Chinese name
- Chinese: 工部
- Literal meaning: Works Department

Standard Mandarin
- Hanyu Pinyin: Gōngbù
- Wade–Giles: Kung Pu

Manchu name
- Manchu script: ᠸᡝᡳᠯᡝᡵᡝ ᠵᡠᡵᡤᠠᠨ
- Möllendorff: weilere jurgan

= Ministry of Works (Imperial China) =

Imperial Chinese government ministry responsible for infrastructure

The Ministry of Works or of Public Works was one of the Six Ministries under the Department of State Affairs in imperial China.

The Ministry of Works is also commonly translated into English as the Board of Works or of Public Works.

==History==
The ministry was established during the Sui dynasty as one of the six functional divisions of the Department of State Affairs. It was also part of the same department during the Five Dynasties period and the Song dynasty. After the merger of the "three departments" (Zhongshu Sheng, Menxia Sheng and Shangshu Sheng), it was reassigned to the Zhongshu Sheng (Secretariat) in the Yuan Empire and later the Ming Empire. In 1380, the office of Secretariat was abolished and the ministries, including the Ministry of Works, became independent and continued to report directly to the emperor.

Under the Ming and Qing, it lost some influence in favor of agencies run by palace eunuchs, provincial coordinators, and governors. It was usually considered the weakest of the six ministries. During some periods (under the Southern Song and Yuan) it was merged with the Ministry of Justice.

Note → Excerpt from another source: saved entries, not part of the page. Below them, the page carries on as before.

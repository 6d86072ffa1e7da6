//! Axum router construction.
//!
//! Assembles every route into a single [`Router`] with permissive CORS and
//! per-request tracing.

use std::sync::Arc;

use axum::Router;
use axum::routing::get;
use tower_http::cors::{Any, CorsLayer};
use tower_http::trace::TraceLayer;

use crate::handlers;
use crate::state::AppState;

/// Build the complete router.
///
/// Routes are listed in the module docs of [`handlers`]. Listing, lookup,
/// and search answer on both the English and Spanish paths that deployed
/// clients use; the category endpoints only ever existed in Spanish. CORS
/// allows any origin because the API is public and read-only.
pub fn build_router(state: Arc<AppState>) -> Router {
    let cors = CorsLayer::new()
        .allow_origin(Any)
        .allow_methods(Any)
        .allow_headers(Any);

    Router::new()
        .route("/", get(handlers::index))
        .route("/health", get(handlers::health))
        .route("/api/status", get(handlers::status))
        .route("/api/products", get(handlers::list_products))
        .route("/api/productos", get(handlers::list_products))
        .route("/api/products/{id}", get(handlers::get_product))
        .route("/api/productos/{id}", get(handlers::get_product))
        .route(
            "/api/productos/categoria/{categoria}",
            get(handlers::products_by_category),
        )
        .route("/api/search", get(handlers::search))
        .route("/api/buscar", get(handlers::search))
        .route("/api/categorias", get(handlers::list_categories))
        .layer(cors)
        .layer(TraceLayer::new_for_http())
        .with_state(state)
}
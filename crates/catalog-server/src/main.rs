//! Catalog mirror entry point.
//!
//! Loads configuration from the environment, starts the background refresh
//! task, and serves the read-only API until `Ctrl-C`.
//!
//! ```text
//! remote file host --> refresh task --> snapshot store <-- HTTP handlers
//! ```
//!
//! A failed reload never stops the process. The API keeps answering from
//! the last good snapshot, or with 503 until the first one arrives.

use std::sync::Arc;

use anyhow::Context;
use catalog_server::{AppConfig, AppState, LogFormat, start_server};
use catalog_store::{CatalogQuery, HttpSource, SnapshotLoader, SnapshotStore, spawn_refresh};
use tokio_util::sync::CancellationToken;
use tracing::{info, warn};
use tracing_subscriber::EnvFilter;

#[tokio::main]
async fn main() -> anyhow::Result<()> {
    let config = AppConfig::from_env().context("loading configuration")?;
    init_logging(config.log_format);

    info!(
        port = config.server.port,
        source = config.source_url,
        collection = config.mapping.collection,
        refresh_secs = config.refresh_interval.as_secs(),
        fetch_timeout_secs = config.fetch_timeout.as_secs(),
        "catalog-server starting"
    );

    let store = Arc::new(SnapshotStore::new());
    let source = HttpSource::new(config.source_url.as_str(), config.fetch_timeout)
        .context("building HTTP client")?;
    let loader = Arc::new(SnapshotLoader::new(
        source,
        config.mapping.clone(),
        Arc::clone(&store),
    ));

    let shutdown = CancellationToken::new();
    let refresh = spawn_refresh(loader, config.refresh_interval, shutdown.child_token());

    let ctrl_c = shutdown.clone();
    tokio::spawn(async move {
        if let Err(e) = tokio::signal::ctrl_c().await {
            warn!(error = %e, "could not listen for shutdown signal");
            return;
        }
        info!("shutdown signal received");
        ctrl_c.cancel();
    });

    let state = Arc::new(AppState::new(
        CatalogQuery::new(store, config.mapping.clone()),
        config.source_label.clone(),
    ));

    let served = start_server(&config.server, state, shutdown.clone()).await;

    shutdown.cancel();
    refresh.await.context("refresh task panicked")?;
    served.context("serving catalog API")?;

    info!("catalog-server shutdown complete");
    Ok(())
}

fn init_logging(format: LogFormat) {
    let filter = EnvFilter::try_from_default_env().unwrap_or_else(|_| EnvFilter::new("info"));
    let builder = tracing_subscriber::fmt().with_env_filter(filter).with_target(true);

    match format {
        LogFormat::Pretty => builder.init(),
        LogFormat::Json => builder.json().init(),
    }
}
//! Where the catalog document comes from.
//!
//! Uses enum dispatch instead of a trait object because async methods are
//! not dyn-compatible. [`HttpSource`] is the production path; [`StubSource`]
//! is a scripted in-memory source for tests and local runs.

use std::sync::atomic::{AtomicUsize, Ordering};
use std::sync::{Arc, Mutex, PoisonError};
use std::time::Duration;

use serde_json::Value;

use crate::error::FetchError;

/// Remote document used when no URL is configured.
pub const DEFAULT_SOURCE_URL: &str =
    "https://drive.google.com/uc?export=download&id=1zMA50U_5IDNZjxxuert2egrZwkM3lQqp";

/// A source of catalog documents.
#[derive(Debug, Clone)]
pub enum DocumentSource {
    /// Plain HTTP GET against a fixed URL.
    Http(HttpSource),
    /// Scripted in-memory responses.
    Stub(StubSource),
}

impl DocumentSource {
    /// Fetch and parse one document.
    ///
    /// # Errors
    ///
    /// Returns a [`FetchError`] on network failure, a non-2xx status, or a
    /// body that is not JSON.
    pub async fn fetch(&self) -> Result<Value, FetchError> {
        match self {
            Self::Http(source) => source.fetch().await,
            Self::Stub(source) => source.fetch(),
        }
    }

    /// Human-readable description for logging.
    pub fn describe(&self) -> &str {
        match self {
            Self::Http(source) => source.url(),
            Self::Stub(_) => "stub",
        }
    }
}

impl From<HttpSource> for DocumentSource {
    fn from(source: HttpSource) -> Self {
        Self::Http(source)
    }
}

impl From<StubSource> for DocumentSource {
    fn from(source: StubSource) -> Self {
        Self::Stub(source)
    }
}

// ---------------------------------------------------------------------------
// HTTP source
// ---------------------------------------------------------------------------

/// Fetches the document with an unauthenticated GET.
///
/// Redirects are followed (file hosts commonly answer the download link
/// with a redirect). No conditional-fetch headers are sent.
#[derive(Debug, Clone)]
pub struct HttpSource {
    client: reqwest::Client,
    url: String,
}

impl HttpSource {
    /// Build a source for `url` whose requests give up after `timeout`.
    pub fn new(url: impl Into<String>, timeout: Duration) -> Result<Self, FetchError> {
        let client = reqwest::Client::builder()
            .timeout(timeout)
            .build()
            .map_err(|e| FetchError::Client(e.to_string()))?;

        Ok(Self {
            client,
            url: url.into(),
        })
    }

    /// The configured document URL.
    pub fn url(&self) -> &str {
        &self.url
    }

    async fn fetch(&self) -> Result<Value, FetchError> {
        let response = self
            .client
            .get(&self.url)
            .send()
            .await
            .map_err(|e| FetchError::Request(format!("GET {}: {e}", self.url)))?;

        let status = response.status();
        if !status.is_success() {
            return Err(FetchError::Status(status.as_u16()));
        }

        let body = response
            .bytes()
            .await
            .map_err(|e| FetchError::Request(format!("reading body of {}: {e}", self.url)))?;

        serde_json::from_slice(&body).map_err(|e| FetchError::Decode(e.to_string()))
    }
}

// ---------------------------------------------------------------------------
// Stub source
// ---------------------------------------------------------------------------

#[derive(Debug)]
struct StubInner {
    next: Mutex<Result<Value, FetchError>>,
    fetches: AtomicUsize,
}

/// In-memory source that returns whatever it was last told to.
///
/// Clones share state, so a test can hand one clone to the loader and keep
/// another to flip between success and failure.
#[derive(Debug, Clone)]
pub struct StubSource {
    inner: Arc<StubInner>,
}

impl StubSource {
    /// A stub that fails every fetch until a document is set.
    pub fn new() -> Self {
        Self::with_response(Err(FetchError::Request(String::from(
            "stub has no document",
        ))))
    }

    /// A stub that serves `document`.
    pub fn with_document(document: Value) -> Self {
        Self::with_response(Ok(document))
    }

    fn with_response(response: Result<Value, FetchError>) -> Self {
        Self {
            inner: Arc::new(StubInner {
                next: Mutex::new(response),
                fetches: AtomicUsize::new(0),
            }),
        }
    }

    /// Serve `document` from now on.
    pub fn set_document(&self, document: Value) {
        *self.lock() = Ok(document);
    }

    /// Fail with `error` from now on.
    pub fn set_failure(&self, error: FetchError) {
        *self.lock() = Err(error);
    }

    /// Number of fetches attempted so far.
    pub fn fetch_count(&self) -> usize {
        self.inner.fetches.load(Ordering::Acquire)
    }

    fn fetch(&self) -> Result<Value, FetchError> {
        self.inner.fetches.fetch_add(1, Ordering::AcqRel);
        self.lock().clone()
    }

    fn lock(&self) -> std::sync::MutexGuard<'_, Result<Value, FetchError>> {
        self.inner.next.lock().unwrap_or_else(PoisonError::into_inner)
    }
}

impl Default for StubSource {
    fn default() -> Self {
        Self::new()
    }
}
//! One fetch-and-replace cycle.

use std::sync::Arc;

use chrono::Utc;
use tracing::{error, info};

use crate::error::FetchError;
use crate::mapping::FieldMapping;
use crate::snapshot::Snapshot;
use crate::source::DocumentSource;
use crate::store::SnapshotStore;

/// Pulls the remote document and installs it into a [`SnapshotStore`].
///
/// The loader is the store's only writer. It never merges: a successful
/// reload replaces the whole snapshot, a failed one leaves it alone.
#[derive(Debug)]
pub struct SnapshotLoader {
    source: DocumentSource,
    mapping: FieldMapping,
    store: Arc<SnapshotStore>,
}

impl SnapshotLoader {
    /// Create a loader writing into `store`.
    pub fn new(
        source: impl Into<DocumentSource>,
        mapping: FieldMapping,
        store: Arc<SnapshotStore>,
    ) -> Self {
        Self {
            source: source.into(),
            mapping,
            store,
        }
    }

    /// The store this loader writes into.
    pub const fn store(&self) -> &Arc<SnapshotStore> {
        &self.store
    }

    /// Fetch, decode, and install a fresh snapshot.
    ///
    /// Returns the number of records loaded. On failure the previous
    /// snapshot (if any) keeps serving and the error is logged here; the
    /// caller only needs the result for its own bookkeeping.
    ///
    /// # Errors
    ///
    /// Any [`FetchError`] from the source or from decoding the document.
    pub async fn reload(&self) -> Result<usize, FetchError> {
        info!(source = self.source.describe(), "loading catalog document");

        match self.fetch_snapshot().await {
            Ok(snapshot) => {
                let count = snapshot.len();
                self.store.install(snapshot);
                info!(records = count, "catalog snapshot installed");
                Ok(count)
            }
            Err(e) => {
                error!(
                    source = self.source.describe(),
                    error = %e,
                    "catalog reload failed"
                );
                Err(e)
            }
        }
    }

    async fn fetch_snapshot(&self) -> Result<Snapshot, FetchError> {
        let document = self.source.fetch().await?;
        Snapshot::from_document(document, &self.mapping, Utc::now())
    }
}

#[cfg(test)]
mod tests {
    use serde_json::json;

    use super::*;
    use crate::source::StubSource;

    fn loader_with(stub: &StubSource) -> SnapshotLoader {
        SnapshotLoader::new(
            stub.clone(),
            FieldMapping::english(),
            Arc::new(SnapshotStore::new()),
        )
    }

    #[tokio::test]
    async fn successful_reload_installs_snapshot() {
        let stub = StubSource::with_document(json!({
            "products": [{"id": 1}, {"id": 2}, {"id": 3}],
        }));
        let loader = loader_with(&stub);

        assert_eq!(loader.reload().await, Ok(3));
        assert_eq!(loader.store().status().record_count, 3);
    }

    #[tokio::test]
    async fn failed_reload_keeps_previous_snapshot() {
        let stub = StubSource::with_document(json!({"products": [{"id": 1}]}));
        let loader = loader_with(&stub);
        assert_eq!(loader.reload().await, Ok(1));
        let before = loader.store().current();

        stub.set_failure(FetchError::Request(String::from("connection refused")));
        assert!(loader.reload().await.is_err());

        assert_eq!(loader.store().current(), before);
    }

    #[tokio::test]
    async fn malformed_document_is_not_installed() {
        let stub = StubSource::with_document(json!({"products": "nope"}));
        let loader = loader_with(&stub);

        assert!(matches!(loader.reload().await, Err(FetchError::Shape(_))));
        assert!(!loader.store().is_ready());
    }

    #[tokio::test]
    async fn failure_before_first_load_stays_not_ready() {
        let stub = StubSource::new();
        let loader = loader_with(&stub);

        assert!(loader.reload().await.is_err());
        assert!(!loader.store().is_ready());
    }
}
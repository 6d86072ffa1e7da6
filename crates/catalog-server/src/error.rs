//! Error types for the HTTP layer.
//!
//! [`ApiError`] converts into an Axum response via its
//! [`IntoResponse`](axum::response::IntoResponse) implementation. The body
//! is always `{"error": "<message>"}`.

use axum::http::StatusCode;
use axum::response::{IntoResponse, Response};
use catalog_store::QueryError;

/// Errors returned by API handlers.
#[derive(Debug, thiserror::Error)]
pub enum ApiError {
    /// A query against the snapshot failed.
    #[error(transparent)]
    Query(#[from] QueryError),

    /// The product id in the path was not an integer.
    #[error("invalid product id {0}")]
    InvalidId(String),
}

impl ApiError {
    /// The HTTP status this error maps to.
    pub const fn status(&self) -> StatusCode {
        match self {
            Self::Query(QueryError::NotReady) => StatusCode::SERVICE_UNAVAILABLE,
            Self::Query(QueryError::NotFound(_)) => StatusCode::NOT_FOUND,
            Self::Query(QueryError::BadRequest(_)) | Self::InvalidId(_) => {
                StatusCode::BAD_REQUEST
            }
        }
    }
}

impl IntoResponse for ApiError {
    fn into_response(self) -> Response {
        let status = self.status();
        let body = serde_json::json!({ "error": self.to_string() });

        (status, axum::Json(body)).into_response()
    }
}
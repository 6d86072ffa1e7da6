//! Configuration loaded from environment variables.
//!
//! Every setting has a default, so the server starts with an empty
//! environment. Parsing goes through [`AppConfig::from_lookup`] so tests can
//! feed a map instead of mutating the process environment.

use std::time::Duration;

use catalog_store::{DEFAULT_REFRESH_INTERVAL, DEFAULT_SOURCE_URL, FieldMapping};

use crate::server::ServerConfig;

/// Default outbound request timeout in seconds.
const DEFAULT_FETCH_TIMEOUT_SECS: u64 = 60;

/// Default label reported as `dataSource` by the status endpoint.
const DEFAULT_SOURCE_LABEL: &str = "Google Drive";

/// Errors raised while reading configuration.
#[derive(Debug, thiserror::Error)]
pub enum ConfigError {
    /// A variable was set but could not be parsed.
    #[error("invalid {name}: {reason}")]
    Invalid {
        /// The offending variable.
        name: &'static str,
        /// Why it was rejected.
        reason: String,
    },
}

/// Log output format for the `tracing` subscriber.
#[derive(Debug, Clone, Copy, PartialEq, Eq, Default)]
pub enum LogFormat {
    /// Human-readable lines.
    #[default]
    Pretty,
    /// One JSON object per event.
    Json,
}

/// Complete service configuration.
#[derive(Debug, Clone)]
pub struct AppConfig {
    /// Listen address.
    pub server: ServerConfig,
    /// URL of the remote catalog document.
    pub source_url: String,
    /// Label shown as the data source in `/api/status`.
    pub source_label: String,
    /// Document layout.
    pub mapping: FieldMapping,
    /// Time between reloads.
    pub refresh_interval: Duration,
    /// Outbound request timeout.
    pub fetch_timeout: Duration,
    /// Log output format.
    pub log_format: LogFormat,
}

impl Default for AppConfig {
    fn default() -> Self {
        Self {
            server: ServerConfig::default(),
            source_url: DEFAULT_SOURCE_URL.to_owned(),
            source_label: DEFAULT_SOURCE_LABEL.to_owned(),
            mapping: FieldMapping::default(),
            refresh_interval: DEFAULT_REFRESH_INTERVAL,
            fetch_timeout: Duration::from_secs(DEFAULT_FETCH_TIMEOUT_SECS),
            log_format: LogFormat::default(),
        }
    }
}

impl AppConfig {
    /// Load configuration from the process environment.
    ///
    /// Optional variables:
    /// - `HOST` -- bind address (default `0.0.0.0`)
    /// - `PORT` -- listen port (default `3000`)
    /// - `CATALOG_SOURCE_URL` -- remote document URL
    /// - `CATALOG_SOURCE_LABEL` -- data source label (default `Google Drive`)
    /// - `CATALOG_SCHEMA` -- `english` or `spanish` (default `english`)
    /// - `CATALOG_REFRESH_SECS` -- reload interval (default 1800)
    /// - `CATALOG_FETCH_TIMEOUT_SECS` -- request timeout (default 60)
    /// - `LOG_FORMAT` -- `pretty` (or `text`) or `json` (default `pretty`)
    pub fn from_env() -> Result<Self, ConfigError> {
        Self::from_lookup(|name| std::env::var(name).ok())
    }

    /// Load configuration from an arbitrary variable lookup.
    pub fn from_lookup(lookup: impl Fn(&str) -> Option<String>) -> Result<Self, ConfigError> {
        let defaults = Self::default();

        let host = lookup("HOST").unwrap_or(defaults.server.host);

        let port = match lookup("PORT") {
            Some(raw) => raw.trim().parse::<u16>().map_err(|e| ConfigError::Invalid {
                name: "PORT",
                reason: e.to_string(),
            })?,
            None => defaults.server.port,
        };

        let source_url = lookup("CATALOG_SOURCE_URL").unwrap_or(defaults.source_url);
        let source_label = lookup("CATALOG_SOURCE_LABEL").unwrap_or(defaults.source_label);

        let mapping = match lookup("CATALOG_SCHEMA") {
            Some(raw) => raw.parse::<FieldMapping>().map_err(|e| ConfigError::Invalid {
                name: "CATALOG_SCHEMA",
                reason: e.to_string(),
            })?,
            None => defaults.mapping,
        };

        let refresh_interval = seconds(&lookup, "CATALOG_REFRESH_SECS")?
            .unwrap_or(defaults.refresh_interval);
        let fetch_timeout = seconds(&lookup, "CATALOG_FETCH_TIMEOUT_SECS")?
            .unwrap_or(defaults.fetch_timeout);

        let log_format = match lookup("LOG_FORMAT").map(|raw| raw.trim().to_lowercase()) {
            None => defaults.log_format,
            Some(raw) => match raw.as_str() {
                "json" => LogFormat::Json,
                "pretty" | "text" => LogFormat::Pretty,
                other => {
                    return Err(ConfigError::Invalid {
                        name: "LOG_FORMAT",
                        reason: format!("unknown format `{other}`"),
                    });
                }
            },
        };

        Ok(Self {
            server: ServerConfig { host, port },
            source_url,
            source_label,
            mapping,
            refresh_interval,
            fetch_timeout,
            log_format,
        })
    }
}

/// Read a strictly positive number of seconds.
fn seconds(
    lookup: &impl Fn(&str) -> Option<String>,
    name: &'static str,
) -> Result<Option<Duration>, ConfigError> {
    let Some(raw) = lookup(name) else {
        return Ok(None);
    };

    let secs: u64 = raw.trim().parse().map_err(|e| ConfigError::Invalid {
        name,
        reason: format!("{e}"),
    })?;

    if secs == 0 {
        return Err(ConfigError::Invalid {
            name,
            reason: String::from("must be greater than zero"),
        });
    }

    Ok(Some(Duration::from_secs(secs)))
}

#[cfg(test)]
mod tests {
    use std::collections::HashMap;

    use super::*;

    fn load(vars: &[(&str, &str)]) -> Result<AppConfig, ConfigError> {
        let map: HashMap<String, String> = vars
            .iter()
            .map(|(k, v)| ((*k).to_owned(), (*v).to_owned()))
            .collect();
        AppConfig::from_lookup(|name| map.get(name).cloned())
    }

    #[test]
    fn empty_environment_uses_defaults() {
        let config = load(&[]);
        assert!(config.is_ok_and(|c| {
            c.server.port == 3000
                && c.server.host == "0.0.0.0"
                && c.source_url == DEFAULT_SOURCE_URL
                && c.mapping == FieldMapping::english()
                && c.refresh_interval == Duration::from_secs(1800)
                && c.fetch_timeout == Duration::from_secs(60)
                && c.log_format == LogFormat::Pretty
        }));
    }

    #[test]
    fn overrides_are_applied() {
        let config = load(&[
            ("PORT", "8081"),
            ("CATALOG_SOURCE_URL", "http://localhost:9000/db.json"),
            ("CATALOG_SCHEMA", "spanish"),
            ("CATALOG_REFRESH_SECS", "90"),
            ("LOG_FORMAT", "JSON"),
        ]);
        assert!(config.is_ok_and(|c| {
            c.server.port == 8081
                && c.source_url == "http://localhost:9000/db.json"
                && c.mapping == FieldMapping::spanish()
                && c.refresh_interval == Duration::from_secs(90)
                && c.log_format == LogFormat::Json
        }));
    }

    #[test]
    fn host_and_text_log_format_are_read() {
        let config = load(&[("HOST", "127.0.0.1"), ("LOG_FORMAT", " text ")]);
        assert!(config.is_ok_and(|c| {
            c.server.host == "127.0.0.1"
                && c.server.socket_addr().is_ok()
                && c.log_format == LogFormat::Pretty
        }));
    }

    #[test]
    fn invalid_values_are_rejected() {
        assert!(load(&[("PORT", "http")]).is_err());
        assert!(load(&[("PORT", "70000")]).is_err());
        assert!(load(&[("CATALOG_SCHEMA", "french")]).is_err());
        assert!(load(&[("CATALOG_REFRESH_SECS", "0")]).is_err());
        assert!(load(&[("CATALOG_FETCH_TIMEOUT_SECS", "-5")]).is_err());
        assert!(load(&[("LOG_FORMAT", "xml")]).is_err());
    }
}
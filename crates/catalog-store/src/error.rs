//! Error types for the catalog store.
//!
//! [`FetchError`] covers everything that can go wrong while pulling the
//! remote document. It is logged by the loader and never reaches HTTP
//! clients. [`QueryError`] is what read operations return; the server crate
//! maps each variant to a status code.

/// Errors raised while fetching or decoding the remote document.
#[derive(Debug, Clone, PartialEq, Eq, thiserror::Error)]
pub enum FetchError {
    /// The request could not be sent or the body could not be read
    /// (connection refused, DNS failure, timeout).
    #[error("request failed: {0}")]
    Request(String),

    /// The remote host answered with a non-success status code.
    #[error("remote returned HTTP {0}")]
    Status(u16),

    /// The body was not valid JSON.
    #[error("malformed JSON: {0}")]
    Decode(String),

    /// The body was JSON but not shaped like a catalog document.
    #[error("unexpected document shape: {0}")]
    Shape(String),

    /// The HTTP client could not be constructed.
    #[error("client setup failed: {0}")]
    Client(String),
}

/// Errors returned by read operations against the current snapshot.
#[derive(Debug, Clone, PartialEq, Eq, thiserror::Error)]
pub enum QueryError {
    /// No snapshot has been loaded successfully yet.
    #[error("catalog data is still loading, try again in a few seconds")]
    NotReady,

    /// No record carries the requested identifier.
    #[error("product {0} not found")]
    NotFound(i64),

    /// A required parameter was missing or empty.
    #[error("{0}")]
    BadRequest(String),
}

The ministry was headed by the Minister of Shangshu (pinyin: shàng shū, Chinese: 尚書; Manchu: aliha amban), who had the Standard class, Rank 3 under the Changs (in the Nine-rank system); Secondary class, Rank 2 under the Song; Standard class, Rank 1 under the Jin, Yuan and Ming up to 1380; Standard class, Rank 2 under the Ming after 1380 and Qing; and Secondary class, Rank 1 under the Qing after 1730. During the Qing dynasty, there was one minister for the Manchu and another for the Chinese. He was assisted by two deputy ministers, called Shilang (pinyin: shì lang, Chinese: 侍郎; Manchu: ashan-i amban).

==Functions==
Under the Ming, the Ministry of Works had charge of weights and measures, the construction and maintenance of transportation infrastructure (especially roads and canals), other government construction works (especially flood control projects), the manufacturing and provision of government equipment, the public exploitation of natural resources, and the hiring of artisans or laborers for temporary service. Permanent hires fell under the purview of the Ministry of Personnel.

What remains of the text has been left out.